_WHAT YOU WILL DO_
How many lines in these entries contain the string "pacing"? Reply with the number alone.

_DATA TO USE_
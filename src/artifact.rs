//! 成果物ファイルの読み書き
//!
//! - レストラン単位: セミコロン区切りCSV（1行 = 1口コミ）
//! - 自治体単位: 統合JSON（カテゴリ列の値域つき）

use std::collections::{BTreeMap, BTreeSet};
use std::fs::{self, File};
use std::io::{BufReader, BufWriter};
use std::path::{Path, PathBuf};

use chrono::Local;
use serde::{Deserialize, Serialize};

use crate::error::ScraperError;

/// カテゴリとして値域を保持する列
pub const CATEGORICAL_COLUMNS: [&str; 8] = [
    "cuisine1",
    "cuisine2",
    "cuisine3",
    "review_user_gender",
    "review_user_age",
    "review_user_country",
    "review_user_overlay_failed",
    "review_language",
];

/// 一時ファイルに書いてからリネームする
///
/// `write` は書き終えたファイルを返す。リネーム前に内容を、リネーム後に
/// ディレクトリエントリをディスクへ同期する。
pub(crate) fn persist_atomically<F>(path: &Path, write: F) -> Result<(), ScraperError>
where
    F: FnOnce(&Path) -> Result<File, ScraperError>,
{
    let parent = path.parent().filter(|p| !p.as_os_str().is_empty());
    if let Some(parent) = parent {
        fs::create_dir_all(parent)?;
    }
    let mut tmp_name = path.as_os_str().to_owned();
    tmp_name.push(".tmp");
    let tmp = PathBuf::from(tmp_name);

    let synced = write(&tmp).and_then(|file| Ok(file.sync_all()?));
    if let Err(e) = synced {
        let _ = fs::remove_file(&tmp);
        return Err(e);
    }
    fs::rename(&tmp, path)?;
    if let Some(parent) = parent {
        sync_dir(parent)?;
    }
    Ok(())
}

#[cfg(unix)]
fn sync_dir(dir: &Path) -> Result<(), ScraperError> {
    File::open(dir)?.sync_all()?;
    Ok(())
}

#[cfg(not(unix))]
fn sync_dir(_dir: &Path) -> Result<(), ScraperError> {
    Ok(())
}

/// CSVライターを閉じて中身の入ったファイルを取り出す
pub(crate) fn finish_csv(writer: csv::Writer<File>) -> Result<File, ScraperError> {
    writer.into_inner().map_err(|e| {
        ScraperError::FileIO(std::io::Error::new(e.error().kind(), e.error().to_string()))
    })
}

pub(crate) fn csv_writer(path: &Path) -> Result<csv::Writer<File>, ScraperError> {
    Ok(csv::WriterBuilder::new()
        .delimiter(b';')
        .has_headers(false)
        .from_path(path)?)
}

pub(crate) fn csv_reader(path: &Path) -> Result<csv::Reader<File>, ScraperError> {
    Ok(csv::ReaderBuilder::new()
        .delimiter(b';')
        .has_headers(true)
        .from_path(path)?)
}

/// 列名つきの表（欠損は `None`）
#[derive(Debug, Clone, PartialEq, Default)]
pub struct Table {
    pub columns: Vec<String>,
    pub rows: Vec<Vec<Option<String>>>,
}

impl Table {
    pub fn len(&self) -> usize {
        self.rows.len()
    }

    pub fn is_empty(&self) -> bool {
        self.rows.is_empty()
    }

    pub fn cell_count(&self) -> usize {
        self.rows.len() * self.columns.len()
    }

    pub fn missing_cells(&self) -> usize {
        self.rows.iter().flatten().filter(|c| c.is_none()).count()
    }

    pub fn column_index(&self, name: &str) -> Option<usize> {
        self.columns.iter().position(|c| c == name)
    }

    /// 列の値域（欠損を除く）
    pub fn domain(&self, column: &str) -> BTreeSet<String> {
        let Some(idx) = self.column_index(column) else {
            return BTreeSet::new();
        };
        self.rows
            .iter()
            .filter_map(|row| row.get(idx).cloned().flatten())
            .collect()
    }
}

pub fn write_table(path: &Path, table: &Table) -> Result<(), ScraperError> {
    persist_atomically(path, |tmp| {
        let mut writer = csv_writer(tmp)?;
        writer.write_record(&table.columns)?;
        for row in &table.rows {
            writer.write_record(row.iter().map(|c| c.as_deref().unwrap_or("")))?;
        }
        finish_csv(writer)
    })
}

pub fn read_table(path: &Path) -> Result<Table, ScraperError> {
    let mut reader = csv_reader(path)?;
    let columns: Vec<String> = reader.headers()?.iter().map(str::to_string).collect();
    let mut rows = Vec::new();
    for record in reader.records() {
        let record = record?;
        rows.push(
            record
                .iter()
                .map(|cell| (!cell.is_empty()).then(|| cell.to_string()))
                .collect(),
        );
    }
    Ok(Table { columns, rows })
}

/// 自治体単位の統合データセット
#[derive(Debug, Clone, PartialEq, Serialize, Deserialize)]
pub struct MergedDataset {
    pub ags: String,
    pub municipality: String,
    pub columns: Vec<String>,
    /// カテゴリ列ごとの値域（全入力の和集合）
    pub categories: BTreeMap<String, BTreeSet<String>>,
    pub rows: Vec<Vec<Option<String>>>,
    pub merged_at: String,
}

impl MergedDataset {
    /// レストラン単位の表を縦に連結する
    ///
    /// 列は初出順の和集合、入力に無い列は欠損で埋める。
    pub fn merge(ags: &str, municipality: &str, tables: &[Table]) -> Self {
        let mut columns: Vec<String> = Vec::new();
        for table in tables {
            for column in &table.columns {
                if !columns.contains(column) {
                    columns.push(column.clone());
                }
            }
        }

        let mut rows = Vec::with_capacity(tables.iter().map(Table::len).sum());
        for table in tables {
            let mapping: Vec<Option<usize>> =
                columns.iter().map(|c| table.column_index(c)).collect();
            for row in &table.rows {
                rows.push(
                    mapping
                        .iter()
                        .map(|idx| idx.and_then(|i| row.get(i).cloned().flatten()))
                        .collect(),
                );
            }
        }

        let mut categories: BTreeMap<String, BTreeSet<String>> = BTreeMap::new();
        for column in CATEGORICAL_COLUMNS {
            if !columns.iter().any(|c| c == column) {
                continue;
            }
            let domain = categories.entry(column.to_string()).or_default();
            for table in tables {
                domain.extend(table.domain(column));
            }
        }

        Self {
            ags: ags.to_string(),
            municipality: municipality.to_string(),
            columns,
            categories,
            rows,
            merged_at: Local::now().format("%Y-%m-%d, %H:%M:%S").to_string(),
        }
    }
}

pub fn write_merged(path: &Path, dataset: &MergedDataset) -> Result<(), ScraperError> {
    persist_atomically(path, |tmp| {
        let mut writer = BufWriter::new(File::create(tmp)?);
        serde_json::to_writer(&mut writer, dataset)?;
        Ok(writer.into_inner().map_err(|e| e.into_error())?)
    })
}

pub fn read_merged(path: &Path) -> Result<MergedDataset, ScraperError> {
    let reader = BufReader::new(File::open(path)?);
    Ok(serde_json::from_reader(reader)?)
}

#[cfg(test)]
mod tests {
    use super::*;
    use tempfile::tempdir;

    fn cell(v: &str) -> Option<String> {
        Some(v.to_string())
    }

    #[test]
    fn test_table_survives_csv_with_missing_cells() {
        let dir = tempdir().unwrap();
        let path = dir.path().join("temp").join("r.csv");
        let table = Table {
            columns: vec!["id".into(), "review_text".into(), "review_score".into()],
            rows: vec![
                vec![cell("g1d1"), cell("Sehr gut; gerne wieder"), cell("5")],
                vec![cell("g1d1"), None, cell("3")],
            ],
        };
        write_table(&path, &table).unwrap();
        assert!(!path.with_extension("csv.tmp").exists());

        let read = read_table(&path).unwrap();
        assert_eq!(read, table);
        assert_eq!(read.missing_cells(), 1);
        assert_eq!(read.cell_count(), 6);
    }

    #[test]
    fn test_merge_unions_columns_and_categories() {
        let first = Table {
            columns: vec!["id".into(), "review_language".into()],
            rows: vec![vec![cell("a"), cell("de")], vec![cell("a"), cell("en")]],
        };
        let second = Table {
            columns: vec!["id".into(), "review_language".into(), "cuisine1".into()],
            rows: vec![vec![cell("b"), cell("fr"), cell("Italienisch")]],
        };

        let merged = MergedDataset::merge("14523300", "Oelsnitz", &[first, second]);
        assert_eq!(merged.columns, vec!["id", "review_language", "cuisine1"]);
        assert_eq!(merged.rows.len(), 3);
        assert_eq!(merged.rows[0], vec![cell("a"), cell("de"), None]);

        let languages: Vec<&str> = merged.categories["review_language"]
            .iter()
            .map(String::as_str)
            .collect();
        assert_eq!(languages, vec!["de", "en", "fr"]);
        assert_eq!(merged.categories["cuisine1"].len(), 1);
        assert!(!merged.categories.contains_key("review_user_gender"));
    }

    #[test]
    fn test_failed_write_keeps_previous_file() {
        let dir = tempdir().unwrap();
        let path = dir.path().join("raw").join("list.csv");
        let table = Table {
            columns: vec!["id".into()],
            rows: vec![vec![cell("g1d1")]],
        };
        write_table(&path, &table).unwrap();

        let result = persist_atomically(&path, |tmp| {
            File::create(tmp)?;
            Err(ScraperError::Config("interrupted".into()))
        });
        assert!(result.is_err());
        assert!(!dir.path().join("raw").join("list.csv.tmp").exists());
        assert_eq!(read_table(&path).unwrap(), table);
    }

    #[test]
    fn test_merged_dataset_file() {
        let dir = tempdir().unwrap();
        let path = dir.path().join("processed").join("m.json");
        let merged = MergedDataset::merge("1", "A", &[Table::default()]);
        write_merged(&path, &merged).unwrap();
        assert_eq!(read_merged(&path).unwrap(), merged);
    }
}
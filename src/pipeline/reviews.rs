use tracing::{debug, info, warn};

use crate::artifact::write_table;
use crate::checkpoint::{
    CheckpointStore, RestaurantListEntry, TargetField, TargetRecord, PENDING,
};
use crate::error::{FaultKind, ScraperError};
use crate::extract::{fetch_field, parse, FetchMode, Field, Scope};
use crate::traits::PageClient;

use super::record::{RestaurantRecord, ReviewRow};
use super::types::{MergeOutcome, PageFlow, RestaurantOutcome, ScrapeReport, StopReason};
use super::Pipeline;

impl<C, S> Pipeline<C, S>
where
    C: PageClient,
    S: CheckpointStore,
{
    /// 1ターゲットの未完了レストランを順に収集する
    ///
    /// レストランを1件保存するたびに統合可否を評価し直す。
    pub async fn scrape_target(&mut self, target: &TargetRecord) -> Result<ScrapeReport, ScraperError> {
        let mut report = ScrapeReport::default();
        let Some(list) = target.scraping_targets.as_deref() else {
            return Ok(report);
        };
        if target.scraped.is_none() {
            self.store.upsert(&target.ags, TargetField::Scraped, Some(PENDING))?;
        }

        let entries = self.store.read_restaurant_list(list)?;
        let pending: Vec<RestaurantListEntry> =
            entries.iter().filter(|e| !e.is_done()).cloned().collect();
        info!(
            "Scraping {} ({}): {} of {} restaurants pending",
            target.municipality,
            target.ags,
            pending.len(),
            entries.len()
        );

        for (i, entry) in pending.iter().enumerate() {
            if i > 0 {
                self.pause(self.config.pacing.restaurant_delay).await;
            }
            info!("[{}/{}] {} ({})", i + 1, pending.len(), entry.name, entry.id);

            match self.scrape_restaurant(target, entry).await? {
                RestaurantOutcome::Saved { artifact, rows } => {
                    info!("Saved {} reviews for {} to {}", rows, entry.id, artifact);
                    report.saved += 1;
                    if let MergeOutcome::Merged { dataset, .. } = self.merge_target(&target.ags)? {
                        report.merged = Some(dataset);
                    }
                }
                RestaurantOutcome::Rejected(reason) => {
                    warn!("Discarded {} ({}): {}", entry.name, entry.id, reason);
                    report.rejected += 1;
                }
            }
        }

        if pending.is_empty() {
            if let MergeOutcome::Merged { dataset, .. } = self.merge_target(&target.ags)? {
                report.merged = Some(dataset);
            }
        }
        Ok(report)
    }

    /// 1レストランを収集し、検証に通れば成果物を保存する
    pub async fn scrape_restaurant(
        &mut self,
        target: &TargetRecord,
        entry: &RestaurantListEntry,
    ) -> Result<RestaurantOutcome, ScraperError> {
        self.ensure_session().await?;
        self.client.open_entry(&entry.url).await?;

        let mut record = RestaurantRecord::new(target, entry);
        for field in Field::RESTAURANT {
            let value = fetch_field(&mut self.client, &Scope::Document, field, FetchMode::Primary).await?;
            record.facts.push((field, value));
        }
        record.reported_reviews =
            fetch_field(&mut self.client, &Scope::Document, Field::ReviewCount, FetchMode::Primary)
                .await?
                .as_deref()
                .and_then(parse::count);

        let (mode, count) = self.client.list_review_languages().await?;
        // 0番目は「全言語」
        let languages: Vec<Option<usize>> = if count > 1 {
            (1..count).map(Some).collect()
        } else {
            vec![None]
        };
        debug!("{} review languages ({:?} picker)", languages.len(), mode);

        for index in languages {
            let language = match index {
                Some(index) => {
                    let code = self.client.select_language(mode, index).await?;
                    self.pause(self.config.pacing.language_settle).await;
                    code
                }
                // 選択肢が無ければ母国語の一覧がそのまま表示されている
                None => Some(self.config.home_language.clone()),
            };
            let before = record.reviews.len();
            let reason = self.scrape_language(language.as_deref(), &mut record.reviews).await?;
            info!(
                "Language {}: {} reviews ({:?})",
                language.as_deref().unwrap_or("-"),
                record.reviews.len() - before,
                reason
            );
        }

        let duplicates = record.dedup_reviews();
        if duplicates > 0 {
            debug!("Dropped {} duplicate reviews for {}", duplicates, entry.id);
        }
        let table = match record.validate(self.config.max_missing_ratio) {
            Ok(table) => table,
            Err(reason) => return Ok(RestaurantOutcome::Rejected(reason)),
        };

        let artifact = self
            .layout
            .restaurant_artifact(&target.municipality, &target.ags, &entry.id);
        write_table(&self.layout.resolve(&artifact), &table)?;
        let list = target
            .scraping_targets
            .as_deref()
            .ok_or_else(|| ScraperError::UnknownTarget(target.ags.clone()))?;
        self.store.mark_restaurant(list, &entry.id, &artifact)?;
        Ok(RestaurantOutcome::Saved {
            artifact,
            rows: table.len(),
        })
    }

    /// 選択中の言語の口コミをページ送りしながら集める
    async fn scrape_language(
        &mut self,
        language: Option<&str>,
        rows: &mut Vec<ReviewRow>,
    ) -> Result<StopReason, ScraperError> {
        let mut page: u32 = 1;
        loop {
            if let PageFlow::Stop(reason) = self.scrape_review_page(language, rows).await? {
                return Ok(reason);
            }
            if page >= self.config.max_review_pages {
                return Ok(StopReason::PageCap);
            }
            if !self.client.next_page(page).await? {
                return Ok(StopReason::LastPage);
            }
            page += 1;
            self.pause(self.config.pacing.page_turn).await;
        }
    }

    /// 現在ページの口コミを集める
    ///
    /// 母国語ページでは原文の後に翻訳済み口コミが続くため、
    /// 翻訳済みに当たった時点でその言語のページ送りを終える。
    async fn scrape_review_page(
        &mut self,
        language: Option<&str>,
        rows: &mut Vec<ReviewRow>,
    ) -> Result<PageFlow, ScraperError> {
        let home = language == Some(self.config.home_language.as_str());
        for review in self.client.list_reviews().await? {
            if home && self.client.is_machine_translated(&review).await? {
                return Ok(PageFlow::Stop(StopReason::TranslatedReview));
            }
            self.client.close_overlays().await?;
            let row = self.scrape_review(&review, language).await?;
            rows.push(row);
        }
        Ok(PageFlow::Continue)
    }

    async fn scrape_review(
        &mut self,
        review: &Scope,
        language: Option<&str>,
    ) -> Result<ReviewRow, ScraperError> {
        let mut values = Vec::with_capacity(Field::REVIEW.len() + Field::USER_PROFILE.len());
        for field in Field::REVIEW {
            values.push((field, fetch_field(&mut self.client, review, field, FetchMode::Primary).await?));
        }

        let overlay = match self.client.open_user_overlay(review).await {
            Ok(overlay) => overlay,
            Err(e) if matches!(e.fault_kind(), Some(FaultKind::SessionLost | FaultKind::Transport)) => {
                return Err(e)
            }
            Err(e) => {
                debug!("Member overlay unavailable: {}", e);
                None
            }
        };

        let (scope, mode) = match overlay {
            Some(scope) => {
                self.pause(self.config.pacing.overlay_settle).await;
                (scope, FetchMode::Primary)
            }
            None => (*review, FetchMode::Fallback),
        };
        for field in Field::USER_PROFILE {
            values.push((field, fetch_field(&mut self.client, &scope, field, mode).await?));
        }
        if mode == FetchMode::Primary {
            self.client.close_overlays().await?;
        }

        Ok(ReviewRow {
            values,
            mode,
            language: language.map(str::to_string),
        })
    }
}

_RESPONSE TO THE TASK_
4